--- Data in this exercise ---

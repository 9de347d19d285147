//! Tower middleware layers for the dispatch pipeline.
//!
//! - [`timeout`]: Optional per-handler time limit
//! - [`metrics`]: Dispatch timing and counting via `tracing` spans and `metrics`
//! - [`pipeline`]: Composes all layers into a single service stack

pub mod metrics;
pub mod pipeline;
pub mod timeout;

pub use self::metrics::MetricsLayer;
pub use pipeline::{build_dispatch_pipeline, DispatchPipeline};
pub use timeout::TimeoutLayer;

---

| What the task asks |
Starting from the line that contains "pub mod pipeline;", give again every line to the last line of the data, exactly. Include nothing else.

| Written answer |
pub mod pipeline;
pub mod timeout;

pub use self::metrics::MetricsLayer;
pub use pipeline::{build_dispatch_pipeline, DispatchPipeline};
pub use timeout::TimeoutLayer;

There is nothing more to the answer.